From the records below, find each line with the string "positions" and copy it.

--- Provided material Enclosed Below ---

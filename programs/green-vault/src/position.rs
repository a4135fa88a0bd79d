use anchor_lang::prelude::*;
use anchor_lang::system_program;
use anchor_spl::token::{self, Token, TokenAccount, Transfer};
use price_feed::PriceFeed;

use crate::oracle::FeedSnapshot;
use crate::settlement::{settle_borrow, settle_deposit, settle_payback, settle_withdraw};
use crate::state::*;

/// Binds a freshly created position PDA to its owner. Existing positions are left alone.
fn open_position(position: &mut UserPosition, vault: Pubkey, owner: Pubkey, bump: u8) {
    if position.owner == Pubkey::default() {
        position.owner = owner;
        position.vault = vault;
        position.bump = bump;
    }
}

/// Deposit SOL collateral into the vault's collateral pool
pub fn deposit(ctx: Context<Deposit>, amount: u64) -> Result<()> {
    let vault_key = ctx.accounts.vault.key();
    let user_key = ctx.accounts.user.key();
    let position = &mut ctx.accounts.position;
    open_position(position, vault_key, user_key, ctx.bumps.position);

    let before = position.record;
    let settlement = settle_deposit(&before, amount)?;

    let cpi_accounts = system_program::Transfer {
        from: ctx.accounts.user.to_account_info(),
        to: ctx.accounts.collateral_vault.to_account_info(),
    };
    let cpi_ctx = CpiContext::new(ctx.accounts.system_program.to_account_info(), cpi_accounts);
    system_program::transfer(cpi_ctx, amount).map_err(|_| error!(VaultError::TransferFailed))?;

    ctx.accounts.vault.track(&before, &settlement.next)?;
    position.record = settlement.next;

    emit!(Deposited { amount });
    Ok(())
}

/// Borrow debt tokens against deposited collateral at the current feed rate
pub fn borrow(ctx: Context<Borrow>, amount: u64) -> Result<()> {
    let now = Clock::get()?.unix_timestamp;
    let oracle = FeedSnapshot::new(&ctx.accounts.price_feed, now);

    let vault = &mut ctx.accounts.vault;
    let position = &mut ctx.accounts.position;
    open_position(position, vault.key(), ctx.accounts.user.key(), ctx.bumps.position);

    let before = position.record;
    let settlement = settle_borrow(&before, &oracle, amount)?;

    let seeds = &[VAULT_SEED, vault.debt_mint.as_ref(), &[vault.bump]];
    let signer = &[&seeds[..]];
    let cpi_accounts = Transfer {
        from: ctx.accounts.debt_vault.to_account_info(),
        to: ctx.accounts.user_debt_account.to_account_info(),
        authority: vault.to_account_info(),
    };
    token::transfer(
        CpiContext::new_with_signer(ctx.accounts.token_program.to_account_info(), cpi_accounts, signer),
        amount,
    )
    .map_err(|_| error!(VaultError::TransferFailed))?;

    vault.track(&before, &settlement.next)?;
    position.record = settlement.next;

    emit!(Borrowed {
        requested: amount,
        collateral_equivalent: settlement.collateral_equivalent,
    });
    Ok(())
}

/// Repay debt tokens from the user's token account
pub fn payback(ctx: Context<Payback>, amount: u64) -> Result<()> {
    let now = Clock::get()?.unix_timestamp;
    let oracle = FeedSnapshot::new(&ctx.accounts.price_feed, now);

    let vault = &mut ctx.accounts.vault;
    let position = &mut ctx.accounts.position;
    open_position(position, vault.key(), ctx.accounts.user.key(), ctx.bumps.position);

    let before = position.record;
    let settlement = settle_payback(&before, &oracle, amount)?;

    let cpi_accounts = Transfer {
        from: ctx.accounts.user_debt_account.to_account_info(),
        to: ctx.accounts.debt_vault.to_account_info(),
        authority: ctx.accounts.user.to_account_info(),
    };
    token::transfer(
        CpiContext::new(ctx.accounts.token_program.to_account_info(), cpi_accounts),
        amount,
    )
    .map_err(|_| error!(VaultError::TransferFailed))?;

    vault.track(&before, &settlement.next)?;
    position.record = settlement.next;

    emit!(PaidBack {
        repaid: amount,
        collateral_equivalent: settlement.collateral_equivalent,
    });
    Ok(())
}

/// Withdraw SOL collateral; indebted positions must stay covered at the current rate
pub fn withdraw(ctx: Context<Withdraw>, amount: u64) -> Result<()> {
    let now = Clock::get()?.unix_timestamp;
    let oracle = FeedSnapshot::new(&ctx.accounts.price_feed, now);

    let vault = &mut ctx.accounts.vault;
    let position = &mut ctx.accounts.position;
    open_position(position, vault.key(), ctx.accounts.user.key(), ctx.bumps.position);

    let before = position.record;
    let settlement = settle_withdraw(&before, &oracle, amount)?;

    let vault_key = vault.key();
    let seeds = &[COLLATERAL_SEED, vault_key.as_ref(), &[vault.collateral_bump]];
    let signer = &[&seeds[..]];
    let cpi_accounts = system_program::Transfer {
        from: ctx.accounts.collateral_vault.to_account_info(),
        to: ctx.accounts.user.to_account_info(),
    };
    system_program::transfer(
        CpiContext::new_with_signer(ctx.accounts.system_program.to_account_info(), cpi_accounts, signer),
        amount,
    )
    .map_err(|_| error!(VaultError::TransferFailed))?;

    vault.track(&before, &settlement.next)?;
    position.record = settlement.next;

    emit!(Withdrawn { amount });
    Ok(())
}

#[derive(Accounts)]
pub struct Deposit<'info> {
    #[account(mut)]
    pub user: Signer<'info>,

    #[account(mut)]
    pub vault: Box<Account<'info, Vault>>,

    #[account(
        init_if_needed,
        payer = user,
        space = UserPosition::SIZE,
        seeds = [POSITION_SEED, vault.key().as_ref(), user.key().as_ref()],
        bump
    )]
    pub position: Box<Account<'info, UserPosition>>,

    #[account(
        mut,
        seeds = [COLLATERAL_SEED, vault.key().as_ref()],
        bump = vault.collateral_bump,
    )]
    pub collateral_vault: SystemAccount<'info>,

    pub system_program: Program<'info, System>,
}

#[derive(Accounts)]
pub struct Borrow<'info> {
    #[account(mut)]
    pub user: Signer<'info>,

    #[account(
        mut,
        has_one = price_feed @ VaultError::InvalidOracle,
        has_one = debt_vault,
    )]
    pub vault: Box<Account<'info, Vault>>,

    #[account(
        init_if_needed,
        payer = user,
        space = UserPosition::SIZE,
        seeds = [POSITION_SEED, vault.key().as_ref(), user.key().as_ref()],
        bump
    )]
    pub position: Box<Account<'info, UserPosition>>,

    pub price_feed: Box<Account<'info, PriceFeed>>,

    #[account(
        mut,
        seeds = [DEBT_VAULT_SEED, vault.key().as_ref()],
        bump = vault.debt_vault_bump,
    )]
    pub debt_vault: Box<Account<'info, TokenAccount>>,

    #[account(
        mut,
        constraint = user_debt_account.mint == vault.debt_mint @ VaultError::TransferFailed,
    )]
    pub user_debt_account: Box<Account<'info, TokenAccount>>,

    pub token_program: Program<'info, Token>,
    pub system_program: Program<'info, System>,
}

#[derive(Accounts)]
pub struct Payback<'info> {
    #[account(mut)]
    pub user: Signer<'info>,

    #[account(
        mut,
        has_one = price_feed @ VaultError::InvalidOracle,
        has_one = debt_vault,
    )]
    pub vault: Box<Account<'info, Vault>>,

    #[account(
        init_if_needed,
        payer = user,
        space = UserPosition::SIZE,
        seeds = [POSITION_SEED, vault.key().as_ref(), user.key().as_ref()],
        bump
    )]
    pub position: Box<Account<'info, UserPosition>>,

    pub price_feed: Box<Account<'info, PriceFeed>>,

    #[account(
        mut,
        seeds = [DEBT_VAULT_SEED, vault.key().as_ref()],
        bump = vault.debt_vault_bump,
    )]
    pub debt_vault: Box<Account<'info, TokenAccount>>,

    #[account(
        mut,
        constraint = user_debt_account.mint == vault.debt_mint @ VaultError::TransferFailed,
    )]
    pub user_debt_account: Box<Account<'info, TokenAccount>>,

    pub token_program: Program<'info, Token>,
    pub system_program: Program<'info, System>,
}

#[derive(Accounts)]
pub struct Withdraw<'info> {
    #[account(mut)]
    pub user: Signer<'info>,

    #[account(
        mut,
        has_one = price_feed @ VaultError::InvalidOracle,
    )]
    pub vault: Box<Account<'info, Vault>>,

    #[account(
        init_if_needed,
        payer = user,
        space = UserPosition::SIZE,
        seeds = [POSITION_SEED, vault.key().as_ref(), user.key().as_ref()],
        bump
    )]
    pub position: Box<Account<'info, UserPosition>>,

    pub price_feed: Box<Account<'info, PriceFeed>>,

    #[account(
        mut,
        seeds = [COLLATERAL_SEED, vault.key().as_ref()],
        bump = vault.collateral_bump,
    )]
    pub collateral_vault: SystemAccount<'info>,

    pub system_program: Program<'info, System>,
}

--- End of Enclosed Provided material ---

• _Answer space_:
/// Binds a freshly created position PDA to its owner. Existing positions are left alone.
/// Withdraw SOL collateral; indebted positions must stay covered at the current rate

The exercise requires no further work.